> _Information given_
┌──

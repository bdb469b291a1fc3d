//! Plan-vs-real effectiveness metrics (KPIs).
//!
//! Computes per-activity and project-level indicators from the activity
//! graph, comparing planned dates against real ones.
//!
//! # Metrics
//!
//! | Metric | Definition |
//! |--------|-----------|
//! | Start/End Variance | Signed business days between planned and real date |
//! | Effectiveness | 100, minus a proportional penalty per late business day |
//! | Overall Effectiveness | Mean effectiveness over completed activities |
//! | Status Buckets | Activity counts per status |
//! | On-Time / Late | Completed activities with end variance ≤ 0 / > 0 |

use chrono::NaiveDate;

use crate::models::{ActivityId, ActivityStatus, BusinessCalendar};

use super::ProjectGraph;

/// Plan-vs-real indicators for one activity.
///
/// Variances and effectiveness are only meaningful for completed
/// activities with both real dates recorded; elsewhere they are zero.
#[derive(Debug, Clone, PartialEq)]
pub struct ActivityKpi {
    /// The measured activity.
    pub activity_id: ActivityId,
    /// Position in the route.
    pub order: u32,
    /// Current status.
    pub status: ActivityStatus,
    /// Planned duration in business days.
    pub planned_duration: u32,
    /// Real duration in business days (start through end, inclusive).
    pub actual_duration: u32,
    /// Business days the real start missed the planned start by
    /// (negative = started early).
    pub start_variance: i32,
    /// Business days the real end missed the planned end by
    /// (negative = finished early).
    pub end_variance: i32,
    /// 100 for on-time completion, reduced proportionally per late
    /// business day relative to the planned duration. One decimal.
    pub effectiveness: f64,
    /// Current delay counter.
    pub delay_days: u32,
}

/// Project-level KPI summary with the per-activity breakdown.
#[derive(Debug, Clone, PartialEq)]
pub struct ProjectKpi {
    /// Mean effectiveness over completed activities, one decimal; 0 with
    /// none completed.
    pub overall_effectiveness: f64,
    /// Total number of activities.
    pub total: usize,
    /// Completed with both real dates recorded.
    pub completed: usize,
    /// Currently `InProgress`.
    pub in_progress: usize,
    /// Still `Pending`.
    pub pending: usize,
    /// Currently `Delayed`.
    pub delayed: usize,
    /// Currently `Blocked`.
    pub blocked: usize,
    /// Completed activities whose end variance is ≤ 0.
    pub on_time: usize,
    /// Completed activities whose end variance is > 0.
    pub late: usize,
    /// Mean end variance over completed activities, one decimal.
    pub avg_end_variance: f64,
    /// Per-activity breakdown, in route order.
    pub activities: Vec<ActivityKpi>,
}

/// Signed business-day distance from `planned` to `actual`.
fn variance(planned: NaiveDate, actual: NaiveDate, calendar: &BusinessCalendar) -> i32 {
    if actual >= planned {
        calendar.count_business_days_between(planned, actual) as i32
    } else {
        -(calendar.count_business_days_between(actual, planned) as i32)
    }
}

/// Business days from `start` through `end`, both inclusive.
fn inclusive_span(start: NaiveDate, end: NaiveDate, calendar: &BusinessCalendar) -> u32 {
    calendar.count_business_days_between(start, end)
        + u32::from(calendar.is_business_day(start))
}

fn round1(value: f64) -> f64 {
    (value * 10.0).round() / 10.0
}

impl ProjectKpi {
    /// Computes the full KPI set for a project graph.
    pub fn calculate(graph: &ProjectGraph, calendar: &BusinessCalendar) -> Self {
        let mut activities = Vec::with_capacity(graph.activities.len());

        for activity in &graph.activities {
            let mut start_variance = 0;
            let mut end_variance = 0;
            let mut effectiveness = 0.0;
            let mut actual_duration = 0;

            let real_dates = match (activity.actual_start, activity.actual_end) {
                (Some(start), Some(end)) if activity.status == ActivityStatus::Completed => {
                    Some((start, end))
                }
                _ => None,
            };

            if let Some((real_start, real_end)) = real_dates {
                start_variance = variance(activity.planned_start, real_start, calendar);
                end_variance = variance(activity.planned_end, real_end, calendar);
                actual_duration = inclusive_span(real_start, real_end, calendar);

                effectiveness = if end_variance <= 0 || activity.duration_business_days == 0 {
                    100.0
                } else {
                    let penalty =
                        end_variance as f64 / activity.duration_business_days as f64 * 100.0;
                    (100.0 - penalty).max(0.0)
                };
            }

            activities.push(ActivityKpi {
                activity_id: activity.id,
                order: activity.order,
                status: activity.status,
                planned_duration: activity.duration_business_days,
                actual_duration,
                start_variance,
                end_variance,
                effectiveness: round1(effectiveness),
                delay_days: activity.delay_days,
            });
        }

        let completed: Vec<&ActivityKpi> = activities
            .iter()
            .filter(|k| k.status == ActivityStatus::Completed && k.actual_duration > 0)
            .collect();

        let overall_effectiveness = if completed.is_empty() {
            0.0
        } else {
            completed.iter().map(|k| k.effectiveness).sum::<f64>() / completed.len() as f64
        };
        let avg_end_variance = if completed.is_empty() {
            0.0
        } else {
            completed.iter().map(|k| k.end_variance as f64).sum::<f64>() / completed.len() as f64
        };

        let count_status =
            |s: ActivityStatus| activities.iter().filter(|k| k.status == s).count();

        Self {
            overall_effectiveness: round1(overall_effectiveness),
            total: activities.len(),
            completed: completed.len(),
            in_progress: count_status(ActivityStatus::InProgress),
            pending: count_status(ActivityStatus::Pending),
            delayed: count_status(ActivityStatus::Delayed),
            blocked: count_status(ActivityStatus::Blocked),
            on_time: completed.iter().filter(|k| k.end_variance <= 0).count(),
            late: completed.iter().filter(|k| k.end_variance > 0).count(),
            avg_end_variance: round1(avg_end_variance),
            activities,
        }
    }
}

└──

> _Task goal_
All the entries above must be repeated exactly as they were given.

> _Response_
repository bdb469b291a1fc3d
//! Plan-vs-real effectiveness metrics (KPIs).
//!
//! Computes per-activity and project-level indicators from the activity
//! graph, comparing planned dates against real ones.
//!
//! # Metrics
//!
//! | Metric | Definition |
//! |--------|-----------|
//! | Start/End Variance | Signed business days between planned and real date |
//! | Effectiveness | 100, minus a proportional penalty per late business day |
//! | Overall Effectiveness | Mean effectiveness over completed activities |
//! | Status Buckets | Activity counts per status |
//! | On-Time / Late | Completed activities with end variance ≤ 0 / > 0 |

use chrono::NaiveDate;

use crate::models::{ActivityId, ActivityStatus, BusinessCalendar};

use super::ProjectGraph;

/// Plan-vs-real indicators for one activity.
///
/// Variances and effectiveness are only meaningful for completed
/// activities with both real dates recorded; elsewhere they are zero.
#[derive(Debug, Clone, PartialEq)]
pub struct ActivityKpi {
    /// The measured activity.
    pub activity_id: ActivityId,
    /// Position in the route.
    pub order: u32,
    /// Current status.
    pub status: ActivityStatus,
    /// Planned duration in business days.
    pub planned_duration: u32,
    /// Real duration in business days (start through end, inclusive).
    pub actual_duration: u32,
    /// Business days the real start missed the planned start by
    /// (negative = started early).
    pub start_variance: i32,
    /// Business days the real end missed the planned end by
    /// (negative = finished early).
    pub end_variance: i32,
    /// 100 for on-time completion, reduced proportionally per late
    /// business day relative to the planned duration. One decimal.
    pub effectiveness: f64,
    /// Current delay counter.
    pub delay_days: u32,
}

/// Project-level KPI summary with the per-activity breakdown.
#[derive(Debug, Clone, PartialEq)]
pub struct ProjectKpi {
    /// Mean effectiveness over completed activities, one decimal; 0 with
    /// none completed.
    pub overall_effectiveness: f64,
    /// Total number of activities.
    pub total: usize,
    /// Completed with both real dates recorded.
    pub completed: usize,
    /// Currently `InProgress`.
    pub in_progress: usize,
    /// Still `Pending`.
    pub pending: usize,
    /// Currently `Delayed`.
    pub delayed: usize,
    /// Currently `Blocked`.
    pub blocked: usize,
    /// Completed activities whose end variance is ≤ 0.
    pub on_time: usize,
    /// Completed activities whose end variance is > 0.
    pub late: usize,
    /// Mean end variance over completed activities, one decimal.
    pub avg_end_variance: f64,
    /// Per-activity breakdown, in route order.
    pub activities: Vec<ActivityKpi>,
}

/// Signed business-day distance from `planned` to `actual`.
fn variance(planned: NaiveDate, actual: NaiveDate, calendar: &BusinessCalendar) -> i32 {
    if actual >= planned {
        calendar.count_business_days_between(planned, actual) as i32
    } else {
        -(calendar.count_business_days_between(actual, planned) as i32)
    }
}

/// Business days from `start` through `end`, both inclusive.
fn inclusive_span(start: NaiveDate, end: NaiveDate, calendar: &BusinessCalendar) -> u32 {
    calendar.count_business_days_between(start, end)
        + u32::from(calendar.is_business_day(start))
}

fn round1(value: f64) -> f64 {
    (value * 10.0).round() / 10.0
}

impl ProjectKpi {
    /// Computes the full KPI set for a project graph.
    pub fn calculate(graph: &ProjectGraph, calendar: &BusinessCalendar) -> Self {
        let mut activities = Vec::with_capacity(graph.activities.len());

        for activity in &graph.activities {
            let mut start_variance = 0;
            let mut end_variance = 0;
            let mut effectiveness = 0.0;
            let mut actual_duration = 0;

            let real_dates = match (activity.actual_start, activity.actual_end) {
                (Some(start), Some(end)) if activity.status == ActivityStatus::Completed => {
                    Some((start, end))
                }
                _ => None,
            };

            if let Some((real_start, real_end)) = real_dates {
                start_variance = variance(activity.planned_start, real_start, calendar);
                end_variance = variance(activity.planned_end, real_end, calendar);
                actual_duration = inclusive_span(real_start, real_end, calendar);

                effectiveness = if end_variance <= 0 || activity.duration_business_days == 0 {
                    100.0
                } else {
                    let penalty =
                        end_variance as f64 / activity.duration_business_days as f64 * 100.0;
                    (100.0 - penalty).max(0.0)
                };
            }

            activities.push(ActivityKpi {
                activity_id: activity.id,
                order: activity.order,
                status: activity.status,
                planned_duration: activity.duration_business_days,
                actual_duration,
                start_variance,
                end_variance,
                effectiveness: round1(effectiveness),
                delay_days: activity.delay_days,
            });
        }

        let completed: Vec<&ActivityKpi> = activities
            .iter()
            .filter(|k| k.status == ActivityStatus::Completed && k.actual_duration > 0)
            .collect();

        let overall_effectiveness = if completed.is_empty() {
            0.0
        } else {
            completed.iter().map(|k| k.effectiveness).sum::<f64>() / completed.len() as f64
        };
        let avg_end_variance = if completed.is_empty() {
            0.0
        } else {
            completed.iter().map(|k| k.end_variance as f64).sum::<f64>() / completed.len() as f64
        };

        let count_status =
            |s: ActivityStatus| activities.iter().filter(|k| k.status == s).count();

        Self {
            overall_effectiveness: round1(overall_effectiveness),
            total: activities.len(),
            completed: completed.len(),
            in_progress: count_status(ActivityStatus::InProgress),
            pending: count_status(ActivityStatus::Pending),
            delayed: count_status(ActivityStatus::Delayed),
            blocked: count_status(ActivityStatus::Blocked),
            on_time: completed.iter().filter(|k| k.end_variance <= 0).count(),
            late: completed.iter().filter(|k| k.end_variance > 0).count(),
            avg_end_variance: round1(avg_end_variance),
            activities,
        }
    }
}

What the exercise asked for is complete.